**What to work on:**
Scan the listing and copy each line where the word "collect" is present.

**Source data:**
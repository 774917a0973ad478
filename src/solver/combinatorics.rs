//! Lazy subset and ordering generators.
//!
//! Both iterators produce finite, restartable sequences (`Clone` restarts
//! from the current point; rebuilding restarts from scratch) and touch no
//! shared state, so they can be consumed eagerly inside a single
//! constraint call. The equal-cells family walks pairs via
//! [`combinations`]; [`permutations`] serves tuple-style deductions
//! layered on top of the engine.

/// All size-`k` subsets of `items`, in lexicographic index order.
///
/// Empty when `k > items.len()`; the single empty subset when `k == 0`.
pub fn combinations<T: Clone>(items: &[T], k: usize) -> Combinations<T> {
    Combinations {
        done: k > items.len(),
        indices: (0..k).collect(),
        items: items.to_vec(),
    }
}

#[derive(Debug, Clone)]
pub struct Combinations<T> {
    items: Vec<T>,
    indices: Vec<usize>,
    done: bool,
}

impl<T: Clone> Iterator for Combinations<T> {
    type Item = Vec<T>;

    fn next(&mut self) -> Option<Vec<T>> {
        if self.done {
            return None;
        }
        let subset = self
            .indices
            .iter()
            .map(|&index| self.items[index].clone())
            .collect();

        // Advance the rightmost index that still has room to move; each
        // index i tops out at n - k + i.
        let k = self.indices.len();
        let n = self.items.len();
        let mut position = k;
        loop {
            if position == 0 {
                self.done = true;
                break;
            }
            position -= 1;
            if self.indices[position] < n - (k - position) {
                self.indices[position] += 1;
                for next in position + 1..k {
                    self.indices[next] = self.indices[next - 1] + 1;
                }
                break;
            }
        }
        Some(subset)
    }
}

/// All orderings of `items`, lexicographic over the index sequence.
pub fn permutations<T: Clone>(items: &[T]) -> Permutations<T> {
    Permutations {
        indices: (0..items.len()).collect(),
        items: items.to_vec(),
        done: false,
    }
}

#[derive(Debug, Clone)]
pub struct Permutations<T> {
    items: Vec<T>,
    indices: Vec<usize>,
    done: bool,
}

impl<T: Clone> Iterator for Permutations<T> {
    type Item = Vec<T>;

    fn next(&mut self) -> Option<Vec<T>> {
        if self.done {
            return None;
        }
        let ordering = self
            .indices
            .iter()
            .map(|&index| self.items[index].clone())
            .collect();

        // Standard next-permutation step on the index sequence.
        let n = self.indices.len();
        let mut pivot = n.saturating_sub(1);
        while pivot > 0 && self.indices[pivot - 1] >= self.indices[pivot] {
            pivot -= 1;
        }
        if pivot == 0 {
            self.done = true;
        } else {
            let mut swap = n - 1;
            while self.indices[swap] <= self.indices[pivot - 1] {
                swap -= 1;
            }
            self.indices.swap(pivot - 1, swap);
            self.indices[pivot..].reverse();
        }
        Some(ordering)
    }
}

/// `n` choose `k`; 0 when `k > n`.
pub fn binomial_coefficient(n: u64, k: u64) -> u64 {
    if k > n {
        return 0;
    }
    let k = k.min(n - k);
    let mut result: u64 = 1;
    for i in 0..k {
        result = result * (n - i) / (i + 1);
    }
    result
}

**Finished exercise:**
        indices: (0..k).collect(),
            .collect();
        indices: (0..items.len()).collect(),
            .collect();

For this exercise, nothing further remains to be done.